– А они их получат?

– Да уж конечно. Мы с ребятами позаботимся, чтобы его пожитки были отданы кому следует.

– Небось лишь после того, как заберете свою долю.

– Конечно, командир.

– Стервятники хреновы.

– Стервятники? – Санитар обиженно покачал головой. – Это всего лишь привилегия нашей службы. Итак, что угодно центуриону?

– Убери это, – Макрон выдернул из-под задницы утку. – И прибавь огня. Здесь что-то холодновато.

– Есть, командир. – Санитар кивнул, осторожно взял утку и поставил на низенький столик. – Сегодня славный денек, командир. Безветренный, ясный.

– Ну-ну. Но все равно здесь очень зябко.

– Вовсе нет, командир. Просто тут хорошо проветрено. Это полезно.

– Какая может быть польза от этакой холодрыги? Я тут загнусь от нее – вот и все.

«Вот хорошо бы», – подумал про себя санитар, однако спорить не стал, а подбросил в очаг щепок, разворошил уголья и даже на них подул. Слабые язычки пламени вяло зашевелились.

– Вот, другое дело. А теперь унеси от меня этот горшок.

– Есть, командир.

Санитар забрал утку и направился к двери, возле которой его чуть не сбил с ног влетевший в палату Катон. Однако дежурный, явив чудеса гибкости, сумел увернуться от столкновения и, не пролив ни капельки офицерской мочи, выскользнул в коридор.

Катон подошел к койке:

– Рад видеть тебя, командир.

– Ага, рад. Выбрался раз в три дня, вот и вся твоя радость.

– Так ведь дел-то невпроворот, командир. Как нога?

– Не гнется и, сволочь, болит, когда пробую ею шевелить. Но клистирные трубки считают, что с ней все в порядке.

– Командир, ты и впрямь выглядишь лучше, чем раньше.

– Врач уверяет, что нагноение незначительное и рана вот-вот заживет.

– Стало быть, командир, ты скоро вернешься в центурию?

Макрон внимательно посмотрел на Катона, потом ворчливо сказал:

– Вообще-то, молодой оптион должен бы радоваться, что начальник в отлучке. Это дает ему возможность примериться к его должности.

– Так и есть, командир. Я, конечно, радуюсь, но…

– Но?

– Но я и представить себе не мог, сколько всего свалится на мою голову. И муштра, и проверка казарм, а также оружия, снаряжения, и забота о провианте. А вдобавок еще – бесконечная писанина.

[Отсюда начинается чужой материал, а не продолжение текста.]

//! Error types for the concourse crate.

use std::fmt;

use crate::glb::GlbError;

/// Result type for concourse operations.
pub type Result<T> = std::result::Result<T, Error>;

/// Errors that can occur while loading, caching or decoding an asset.
#[derive(Debug, Clone, PartialEq, Eq)]
pub enum Error {
    /// HTTP request failed.
    Http {
        /// The URL that failed.
        url: String,
        /// The error message.
        message: String,
    },
    /// HTTP response had a non-success status code.
    HttpStatus {
        /// The URL that returned the error.
        url: String,
        /// The HTTP status code.
        status: u16,
    },
    /// The payload is not a valid binary glTF container.
    Parse(GlbError),
    /// Cache operation failed.
    Cache {
        /// The operation that failed.
        operation: &'static str,
        /// The error message.
        message: String,
    },
    /// A bounded wait expired.
    Timeout {
        /// The operation that timed out.
        operation: &'static str,
    },
}

impl fmt::Display for Error {
    fn fmt(&self, f: &mut fmt::Formatter<'_>) -> fmt::Result {
        match self {
            Error::Http { url, message } => {
                write!(f, "http request to {url} failed: {message}")
            }
            Error::HttpStatus { url, status } => {
                write!(f, "http request to {url} returned status {status}")
            }
            Error::Parse(e) => write!(f, "parse error: {e}"),
            Error::Cache { operation, message } => {
                write!(f, "cache {operation} failed: {message}")
            }
            Error::Timeout { operation } => write!(f, "{operation} timed out"),
        }
    }
}

impl std::error::Error for Error {
    fn source(&self) -> Option<&(dyn std::error::Error + 'static)> {
        match self {
            Error::Parse(e) => Some(e),
            _ => None,
        }
    }
}

impl From<GlbError> for Error {
    fn from(e: GlbError) -> Self {
        Error::Parse(e)
    }
}
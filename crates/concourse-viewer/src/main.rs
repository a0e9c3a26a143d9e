//! Interactive 3D facility map viewer using Bevy.
//!
//! Loads the facility model (from the persistent cache when possible),
//! overlays clickable point-of-interest markers, and flies the camera to
//! whatever the search box matches.

mod async_runtime;
mod camera;
mod launch_params;
mod loader;
mod markers;
mod scene;
mod settings;
mod ui;

use async_runtime::AsyncRuntimePlugin;
use bevy::prelude::*;
use camera::CameraPlugin;
use loader::ModelLoaderPlugin;
use markers::{MarkerPlugin, PoiCatalog};
use scene::{ModelSourcePlugin, SceneHostPlugin};
use settings::ViewerSettings;
use ui::UiPlugin;

/// Plugin for the main application.
pub struct AppPlugin;

impl Plugin for AppPlugin {
    fn build(&self, app: &mut App) {
        app.add_plugins((
            ModelLoaderPlugin,
            SceneHostPlugin,
            CameraPlugin,
            MarkerPlugin,
            UiPlugin,
        ));
    }
}

fn main() {
    // Initialize tracing for native platforms.
    #[cfg(not(target_family = "wasm"))]
    {
        use tracing_subscriber::{layer::SubscriberExt, util::SubscriberInitExt};
        tracing_subscriber::registry()
            .with(tracing_subscriber::fmt::layer())
            .with(
                tracing_subscriber::EnvFilter::try_from_default_env()
                    .unwrap_or_else(|_| tracing_subscriber::EnvFilter::new("info")),
            )
            .init();
    }

    // Initialize tracing for WASM (logs to browser console).
    #[cfg(target_family = "wasm")]
    {
        console_error_panic_hook::set_once();
        tracing_wasm::set_as_global_default();
    }

    let params = launch_params::parse();
    let pois = params.points_of_interest();

    let mut app = App::new();

    #[allow(unused_mut)]
    let mut window = Window {
        title: "concourse".to_string(),
        resolution: (1600, 900).into(),
        position: WindowPosition::Centered(MonitorSelection::Primary),
        ..Default::default()
    };

    // WASM: Fit canvas to parent element and prevent browser event handling.
    #[cfg(target_family = "wasm")]
    {
        window.fit_canvas_to_parent = true;
        window.prevent_default_event_handling = true;
    }

    app.insert_resource(params)
        .insert_resource(ViewerSettings::default())
        .insert_resource(PoiCatalog(pois))
        .insert_resource(ClearColor(Color::srgb(0.05, 0.05, 0.08)));

    // The model source has to be registered before the asset plugin.
    app.add_plugins(ModelSourcePlugin);

    app.add_plugins(DefaultPlugins.set(WindowPlugin {
        primary_window: Some(window),
        ..Default::default()
    }));

    // Add async runtime (Tokio on native, no-op on WASM).
    app.add_plugins(AsyncRuntimePlugin);

    app.add_plugins(AppPlugin).run();
}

– Вали ее на Пизона. Я делаю именно так.

– Да, командир, он очень старается. Пизон есть Пизон. Но мы только что получили приказ составить полную опись снаряжения и личного имущества наших солдат. Мало того, из штаба прислали распоряжение до конца недели сдать под расписку в казну все наличные деньги и никому не иметь свыше десяти сестерциев на руках. Скажи, у центурионов всегда такая запарка?

– Нет, сынок, не всегда.

Макрон призадумался. Судя по словам паренька, легион вот-вот должен был сняться с насиженного шестка. Приказ сдать деньги понятен. Монеты весят немало, а ничто лишнее не должно отягощать в походе солдат. А вот со списком имущества дело поинтереснее. Эта затея указывает, что марш будет долгим. И потому у легионеров изымут все личные вещи, чтобы что-то принять на хранение, а что-то продать. Хуже всего, заключил Макрон, что ему придется к месту нового назначения трястись в больничной повозке. Радости от такого путешествия мало. Маршировать, может быть, и утомительнее, но всяко приятней и веселей.

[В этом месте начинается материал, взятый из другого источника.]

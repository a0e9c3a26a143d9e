//! Byte transport for downloading assets with progress reporting.

use std::future::Future;
use std::pin::Pin;

use crate::error::{Error, Result};

/// Callback receiving `(bytes_received, bytes_total)` as a transfer advances.
///
/// `bytes_total` is `None` when the server did not announce a length.
pub type ProgressFn<'a> = &'a mut (dyn FnMut(u64, Option<u64>) + Send);

/// Future type for fetch operations.
#[cfg(not(target_family = "wasm"))]
pub type FetchFuture<'a> = Pin<Box<dyn Future<Output = Result<Vec<u8>>> + Send + 'a>>;

/// Future type for fetch operations.
///
/// Browser fetch futures are not `Send`; the browser is single-threaded.
#[cfg(target_family = "wasm")]
pub type FetchFuture<'a> = Pin<Box<dyn Future<Output = Result<Vec<u8>>> + 'a>>;

/// Something that can download a URL into memory.
pub trait Transport: Send + Sync {
    /// Download the whole body of `url`, reporting byte-level progress.
    fn fetch<'a>(&'a self, url: &'a str, on_progress: ProgressFn<'a>) -> FetchFuture<'a>;
}

/// HTTP transport backed by `reqwest`.
///
/// `reqwest::Client` is `Arc`-based, so clones share the same connection pool.
#[derive(Debug, Clone, Default)]
pub struct HttpTransport {
    http: reqwest::Client,
}

impl HttpTransport {
    /// Create a transport with a default HTTP client.
    #[must_use]
    pub fn new() -> Self {
        Self::default()
    }
}

impl Transport for HttpTransport {
    fn fetch<'a>(&'a self, url: &'a str, on_progress: ProgressFn<'a>) -> FetchFuture<'a> {
        Box::pin(async move {
            let http_error = |e: reqwest::Error| Error::Http {
                url: url.to_string(),
                message: e.to_string(),
            };

            let response = self.http.get(url).send().await.map_err(http_error)?;

            let status = response.status();
            if !status.is_success() {
                return Err(Error::HttpStatus {
                    url: url.to_string(),
                    status: status.as_u16(),
                });
            }

            let total = response.content_length().filter(|&len| len > 0);
            on_progress(0, total);
            read_body(url, response, total, on_progress).await
        })
    }
}

/// Stream the body chunk by chunk so progress advances during the transfer.
#[cfg(not(target_family = "wasm"))]
async fn read_body(
    url: &str,
    mut response: reqwest::Response,
    total: Option<u64>,
    on_progress: ProgressFn<'_>,
) -> Result<Vec<u8>> {
    let mut data = Vec::with_capacity(
        total
            .and_then(|t| usize::try_from(t).ok())
            .unwrap_or_default(),
    );
    while let Some(chunk) = response.chunk().await.map_err(|e| Error::Http {
        url: url.to_string(),
        message: e.to_string(),
    })? {
        data.extend_from_slice(&chunk);
        tracing::debug!(url, received = data.len(), ?total, "chunk");
        on_progress(data.len() as u64, total);
    }
    Ok(data)
}

/// The browser buffers the body; progress jumps straight to the end.
#[cfg(target_family = "wasm")]
async fn read_body(
    url: &str,
    response: reqwest::Response,
    total: Option<u64>,
    on_progress: ProgressFn<'_>,
) -> Result<Vec<u8>> {
    let data = response.bytes().await.map_err(|e| Error::Http {
        url: url.to_string(),
        message: e.to_string(),
    })?;
    on_progress(data.len() as u64, total);
    Ok(data.to_vec())
}

//! Query matching over points of interest.
//!
//! A query is split on whitespace into lowercase terms. A point of interest
//! matches when *every* term is a substring of its name, its description or
//! one of its tags. The empty query matches everything.

use crate::poi::{PoiId, PointOfInterest};

/// Lowercase whitespace-separated terms of `query`.
#[must_use]
pub fn tokenize(query: &str) -> Vec<String> {
    query.split_whitespace().map(str::to_lowercase).collect()
}

fn matches_term(poi: &PointOfInterest, term: &str) -> bool {
    poi.name.to_lowercase().contains(term)
        || poi.description.to_lowercase().contains(term)
        || poi.tags.iter().any(|tag| tag.to_lowercase().contains(term))
}

/// Whether `poi` matches all of `terms`.
#[must_use]
pub fn matches(poi: &PointOfInterest, terms: &[String]) -> bool {
    terms.iter().all(|term| matches_term(poi, term))
}

/// Points of interest matching `query`, in their original order.
#[must_use]
pub fn filter<'a>(pois: &'a [PointOfInterest], query: &str) -> Vec<&'a PointOfInterest> {
    let terms = tokenize(query);
    pois.iter().filter(|poi| matches(poi, &terms)).collect()
}

/// The first match of a non-empty query.
#[must_use]
pub fn top_match<'a>(pois: &'a [PointOfInterest], query: &str) -> Option<&'a PointOfInterest> {
    let terms = tokenize(query);
    if terms.is_empty() {
        return None;
    }
    pois.iter().find(|poi| matches(poi, &terms))
}

/// What the shell should do after the query changed.
#[derive(Debug, Clone, Copy, PartialEq, Eq)]
pub enum SearchOutcome {
    /// Nothing changed.
    Unchanged,
    /// A new top match; focus the camera on it.
    Focus(PoiId),
    /// The query matches nothing; drop the highlight but keep the camera.
    Cleared,
    /// The query was emptied; return to the overview.
    Reset,
}

/// Tracks the query and its highlighted top match across edits.
#[derive(Debug, Default, Clone)]
pub struct SearchState {
    query: String,
    highlighted: Option<PoiId>,
}

impl SearchState {
    /// The current query text.
    #[must_use]
    pub fn query(&self) -> &str {
        &self.query
    }

    /// Whether a non-blank query is active.
    #[must_use]
    pub fn is_active(&self) -> bool {
        !self.query.trim().is_empty()
    }

    /// The current top match.
    #[must_use]
    pub fn highlighted(&self) -> Option<PoiId> {
        self.highlighted
    }

    /// Replace the query and recompute the highlight.
    pub fn set_query(&mut self, pois: &[PointOfInterest], query: &str) -> SearchOutcome {
        if query == self.query {
            return SearchOutcome::Unchanged;
        }
        self.query = query.to_string();

        let top = top_match(pois, query).map(|poi| poi.id);
        let was_highlighted = self.highlighted;
        self.highlighted = top;

        match top {
            Some(id) if was_highlighted != Some(id) => SearchOutcome::Focus(id),
            Some(_) => SearchOutcome::Unchanged,
            None if !self.is_active() => SearchOutcome::Reset,
            None if was_highlighted.is_some() => SearchOutcome::Cleared,
            None => SearchOutcome::Unchanged,
        }
    }
}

– Известно, куда нас направят?

– Официально нет, командир. Но пробежал слушок, что в Британию. Вместе с другими войсками.

– В Британию? Да на кой она Риму? Дикий сырой остров, там одни топи. Позариться на него может лишь тот, у кого не в порядке с башкой.

– Так говорят, – отозвался Катон. – А потом, командир, где это сказано, что у нашего императора с головой все в порядке?

– Верно замечено, – рассмеялся Макрон. – Послушай, я понимаю, что на тебя навалилась куча всего, но тут уж ничего не поделаешь. По существу, командование центурией и заключается в такого рода работе. Тебе просто нужно малость привыкнуть, а документы и прочее пусть оформляет Пизон.